Mastektomia drugiej piersi: czy mogę ją wykonać bez zlecenia przez mojego onkologa?
Moja mama zmarła na raka piersi, w związku z czym wykonywałam mammografię od 10 lat. Wyniki nie były niepokojące - zmiany dysplatyczne, torbielki. W 2008 r. wyczułam guzek w prawej piersi. Rósł w szybkim tempie. W USG i mammografii wskazano zmiany jak poprzednio. Chirurg onkolog, opierając się na nich, zalecił kontrolę za pół roku, pomimo wyczuwalnego w badaniu palpacyjnym guza wielkości kurzego jaja. Sygnalizowałam nietypowy przebieg choroby u mojej mamy, dwóch jej sióstr - bez skutku. W 2009 roku ponownie zrobiłam USG i mammografię - wyniki trochę inne, wskazano na cechy retrakcji miąższu.

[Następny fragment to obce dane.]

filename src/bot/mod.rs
//! Per-message orchestration: receive an update, classify and summarize
//! the input, format the result, reply.

pub mod format;

use std::time::Duration;

use tracing::{error, info, warn};

use crate::core::config::AppConfig;
use crate::errors::BotError;
use crate::summarize::{SummarizeClient, SummaryContent, extract_video_id, summarize};
use crate::telegram::{Message, TelegramClient, start_typing};
use crate::telegraph::TelegraphClient;

use format::{article_reply, text_reply, video_page_content, video_reply};

const GREETING: &str = "👋 Привет. Пришли мне 🔗 ссылку на видео (youtube.com), статью, страницу или любой текст от 300 до лимита телеграм - 4096 символов (используй telegra.ph 😉), можешь 📬 пересылать мне длинные сообщения. Поддерживаемые языки: 🇷🇺🇬🇧🇨🇳 и др.";
const USAGE_HINT: &str = "⚠️ Пришли мне 🔗 ссылку на видео, статью, страницу";
const APOLOGY: &str = "⚠️ Не получилось сделать краткий пересказ(";

const PAGE_AUTHOR_NAME: &str = "Краткий Пересказ";
const PAGE_AUTHOR_URL: &str = "https://t.me/sum300bot";

/// How long to wait before retrying after a failed getUpdates call.
const POLL_RETRY_DELAY: Duration = Duration::from_secs(5);

/// The bot: one Telegram transport, one summarizer client, one Telegraph
/// client. Each inbound message is handled to completion before the next
/// one is taken from the update queue.
pub struct Bot {
    telegram: TelegramClient,
    summarizer: SummarizeClient,
    telegraph: TelegraphClient,
}

impl Bot {
    #[must_use]
    pub fn new(config: &AppConfig) -> Self {
        Self {
            telegram: TelegramClient::new(&config.bot_token),
            summarizer: SummarizeClient::new(config.yandex_session_id.clone()),
            telegraph: TelegraphClient::new(config.telegraph_access_token.clone()),
        }
    }

    /// Long-poll loop. Runs until the process is stopped; transport errors
    /// on getUpdates are logged and retried after a short delay.
    pub async fn run(&self) -> Result<(), BotError> {
        info!("Starting long-poll loop");
        let mut offset = 0i64;

        loop {
            let updates = match self.telegram.get_updates(offset).await {
                Ok(updates) => updates,
                Err(e) => {
                    warn!("getUpdates failed: {}", e);
                    tokio::time::sleep(POLL_RETRY_DELAY).await;
                    continue;
                }
            };

            for update in updates {
                offset = update.update_id + 1;
                let Some(message) = update.message else {
                    continue;
                };
                // Only one-on-one chats are served
                if message.chat.kind != "private" {
                    continue;
                }
                self.handle_message(&message).await;
            }
        }
    }

    /// Handle one private-chat message end to end. Failures never escape:
    /// the user gets one generic apology, the cause goes to the log.
    pub async fn handle_message(&self, message: &Message) {
        let chat_id = message.chat.id;

        let Some(text) = message.text.as_deref() else {
            if let Err(e) = self.telegram.send_message(chat_id, USAGE_HINT).await {
                error!("Failed to send usage hint: {}", e);
            }
            return;
        };

        if text == "/start" {
            if let Err(e) = self.telegram.send_message(chat_id, GREETING).await {
                error!("Failed to send greeting: {}", e);
            }
            return;
        }

        // Keeps "typing..." visible until this handler returns, on every
        // exit path.
        let _typing = start_typing(self.telegram.clone(), chat_id);

        match self.summarize_and_format(message, text).await {
            Ok(reply) => {
                if let Err(e) = self.telegram.send_html_reply(chat_id, &reply).await {
                    error!("Failed to deliver summary: {}", e);
                }
            }
            Err(e) => {
                error!("Failed to generate summary: {}", e);
                let _ = self.telegram.send_message(chat_id, APOLOGY).await;
            }
        }
    }

    async fn summarize_and_format(
        &self,
        message: &Message,
        text: &str,
    ) -> Result<String, BotError> {
        let result = summarize(&self.summarizer, text).await?;

        match result.content {
            Some(SummaryContent::Video { title, keypoints }) => {
                let video_id = extract_video_id(text);
                let content = video_page_content(text, video_id.as_deref(), &keypoints);
                let page = self
                    .telegraph
                    .create_page(&title, PAGE_AUTHOR_NAME, PAGE_AUTHOR_URL, &content)
                    .await?;
                Ok(video_reply(&page.url, &title, text, video_id.as_deref()))
            }
            Some(SummaryContent::Article { title, thesis, .. }) => {
                Ok(article_reply(&title, &thesis, text))
            }
            Some(SummaryContent::Text { thesis, .. }) => {
                let forwarded_from = message
                    .forward_from_chat
                    .as_ref()
                    .filter(|chat| chat.kind == "channel")
                    .and_then(|chat| chat.username.as_deref())
                    .zip(message.forward_from_message_id);
                Ok(text_reply(&thesis, forwarded_from))
            }
            // Terminal non-success status with no content. The backend's
            // "unknown" and "error" codes are treated alike.
            None => Err(BotError::SummarizeFailed(
                result
                    .message
                    .unwrap_or_else(|| format!("terminal status {:?}", result.status_code)),
            )),
        }
    }
}
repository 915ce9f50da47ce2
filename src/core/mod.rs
pub mod config;
//! Typing-indicator keep-alive.
//!
//! Telegram shows "typing..." for about five seconds per `sendChatAction`
//! call, so while a summary is being generated the indicator must be
//! re-sent on a ticker. The ticker is a background task scoped to a guard:
//! dropping the guard aborts the task, so cancellation happens on every
//! exit path of the handler, including errors and early returns.

use std::time::Duration;

use tokio::task::JoinHandle;
use tracing::debug;

use super::client::TelegramClient;

const TYPING_REFRESH_INTERVAL: Duration = Duration::from_secs(5);

pub struct TypingGuard {
    handle: JoinHandle<()>,
}

impl Drop for TypingGuard {
    fn drop(&mut self) {
        self.handle.abort();
    }
}

/// Start broadcasting "typing" to `chat_id` until the returned guard is
/// dropped. A failed `sendChatAction` stops the ticker quietly; there is
/// no way to clear the indicator, it simply expires.
#[must_use]
pub fn start_typing(client: TelegramClient, chat_id: i64) -> TypingGuard {
    let handle = tokio::spawn(async move {
        loop {
            if let Err(e) = client.send_chat_action(chat_id, "typing").await {
                debug!("Typing keep-alive stopped: {}", e);
                break;
            }
            tokio::time::sleep(TYPING_REFRESH_INTERVAL).await;
        }
    });

    TypingGuard { handle }
}
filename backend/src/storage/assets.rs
//! # Asset Store
//!
//! Uploaded attachments (bill PDFs, receipt images) stored by exact
//! filename under the data directory's `assets/` subdirectory. Saving under
//! an existing name overwrites; names are validated so a lookup can never
//! resolve outside the assets directory.

use std::fs;
use std::path::PathBuf;
use thiserror::Error;
use tracing::info;

#[derive(Debug, Error)]
pub enum AssetError {
    #[error("asset not found: {0}")]
    NotFound(String),
    #[error("invalid asset name: {0}")]
    InvalidName(String),
    #[error(transparent)]
    Io(#[from] std::io::Error),
}

/// Content type for a filename, derived from its extension. Unrecognized
/// extensions fall back to a generic binary type.
pub fn content_type(name: &str) -> &'static str {
    let extension = name
        .rsplit_once('.')
        .map(|(_, ext)| ext.to_ascii_lowercase())
        .unwrap_or_default();
    match extension.as_str() {
        "pdf" => "application/pdf",
        "png" => "image/png",
        "jpg" | "jpeg" => "image/jpeg",
        "gif" => "image/gif",
        "webp" => "image/webp",
        _ => "application/octet-stream",
    }
}

#[derive(Clone)]
pub struct AssetStore {
    dir: PathBuf,
}

impl AssetStore {
    pub fn new(dir: impl Into<PathBuf>) -> Self {
        Self { dir: dir.into() }
    }

    /// Validate a caller-chosen filename and resolve it inside the assets
    /// directory. Separators and parent references are rejected outright.
    fn resolve(&self, name: &str) -> Result<PathBuf, AssetError> {
        if name.is_empty()
            || name.contains('/')
            || name.contains('\\')
            || name.contains("..")
        {
            return Err(AssetError::InvalidName(name.to_string()));
        }
        Ok(self.dir.join(name))
    }

    /// Persist bytes under the given name, replacing prior content.
    pub fn save(&self, name: &str, bytes: &[u8]) -> Result<(), AssetError> {
        let path = self.resolve(name)?;
        fs::create_dir_all(&self.dir)?;
        fs::write(&path, bytes)?;
        info!("saved asset {} ({} bytes)", name, bytes.len());
        Ok(())
    }

    /// Retrieve an asset's bytes together with its derived content type.
    pub fn load(&self, name: &str) -> Result<(Vec<u8>, &'static str), AssetError> {
        let path = self.resolve(name)?;
        if !path.is_file() {
            return Err(AssetError::NotFound(name.to_string()));
        }
        let bytes = fs::read(&path)?;
        Ok((bytes, content_type(name)))
    }
}

#[cfg(test)]
mod tests {
    use super::*;
    use tempfile::TempDir;

    fn setup_store() -> (AssetStore, TempDir) {
        let temp_dir = TempDir::new().unwrap();
        let store = AssetStore::new(temp_dir.path().join("assets"));
        (store, temp_dir)
    }

    #[test]
    fn save_then_load_round_trips_bytes_and_content_type() {
        let (store, _temp_dir) = setup_store();

        store.save("foo.pdf", b"%PDF-1.4 fake").unwrap();
        let (bytes, mime) = store.load("foo.pdf").unwrap();

        assert_eq!(bytes, b"%PDF-1.4 fake");
        assert_eq!(mime, "application/pdf");
    }

    #[test]
    fn save_overwrites_existing_content() {
        let (store, _temp_dir) = setup_store();

        store.save("boleto.png", b"old").unwrap();
        store.save("boleto.png", b"new").unwrap();

        let (bytes, mime) = store.load("boleto.png").unwrap();
        assert_eq!(bytes, b"new");
        assert_eq!(mime, "image/png");
    }

    #[test]
    fn missing_asset_is_not_found() {
        let (store, _temp_dir) = setup_store();

        match store.load("missing.pdf") {
            Err(AssetError::NotFound(name)) => assert_eq!(name, "missing.pdf"),
            other => panic!("expected not-found, got {:?}", other.map(|_| ())),
        }
    }

    #[test]
    fn names_cannot_escape_the_assets_directory() {
        let (store, _temp_dir) = setup_store();

        for name in ["../escape.pdf", "a/b.pdf", "..", "", "nested\\evil.pdf"] {
            assert!(matches!(
                store.load(name),
                Err(AssetError::InvalidName(_))
            ));
            assert!(matches!(
                store.save(name, b"x"),
                Err(AssetError::InvalidName(_))
            ));
        }
    }

    #[test]
    fn unrecognized_extension_falls_back_to_octet_stream() {
        assert_eq!(content_type("notas.txt"), "application/octet-stream");
        assert_eq!(content_type("semextensao"), "application/octet-stream");
        assert_eq!(content_type("FOTO.JPG"), "image/jpeg");
        assert_eq!(content_type("anim.webp"), "image/webp");
        assert_eq!(content_type("anim.gif"), "image/gif");
    }
}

W końcu lekarz zlecił BAC - wynik podejrzenie raka. Pojechałam do innego lekarza - zlecono biopsję gruboigłową, potwierdzenie rozpoznania. Zmiany były widoczne gołym okiem. Ponieważ stwierdzono, że z całą pewnością węzły są już zajęte, zdecydowałam się na radykalną mastektomię bez wcześniejszej chemioterapii, pomimo, że guz był znacznie większy niż 5 cm. Operacja odbyła się w lipcu 2009 r. Okazało się, że zajętych już było 25 z 28 usuniętych węzłów. Ponadto w 1 na 3 pobrane wycinki sutka poza guzem stwierdzono utkanie raka jak w guzie. Rozpoznanie to: Carcinoma lobulare invasivum pT3,pN3,pMx,LVI0. Wynik Herceptestu negatywny (0), ER+++.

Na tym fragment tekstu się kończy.